Give back the line that contains "use std::sync::Arc;" and every following line, exactly as they appear, through the end of the data.
── EXERCISE DATA ──
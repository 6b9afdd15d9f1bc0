use std::sync::Arc;

use crate::admin_api::AdminApi;
use crate::cart_store::CartStore;
use crate::config::GuestConfig;

/// Shared application state available to all handlers via Axum's `State` extractor.
#[derive(Clone)]
pub struct AppState {
    /// Customer accounts.
    pub pool: inventory_db::DbPool,
    /// Storefront configuration.
    pub config: Arc<GuestConfig>,
    /// Catalog and order access through the admin service.
    pub admin_api: Arc<dyn AdminApi>,
    /// In-memory session carts.
    pub carts: Arc<CartStore>,
}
───
__RESPONSE TO THE EXERCISE__:
use std::sync::Arc;

use crate::admin_api::AdminApi;
use crate::cart_store::CartStore;
use crate::config::GuestConfig;

/// Shared application state available to all handlers via Axum's `State` extractor.
#[derive(Clone)]
pub struct AppState {
    /// Customer accounts.
    pub pool: inventory_db::DbPool,
    /// Storefront configuration.
    pub config: Arc<GuestConfig>,
    /// Catalog and order access through the admin service.
    pub admin_api: Arc<dyn AdminApi>,
    /// In-memory session carts.
    pub carts: Arc<CartStore>,
}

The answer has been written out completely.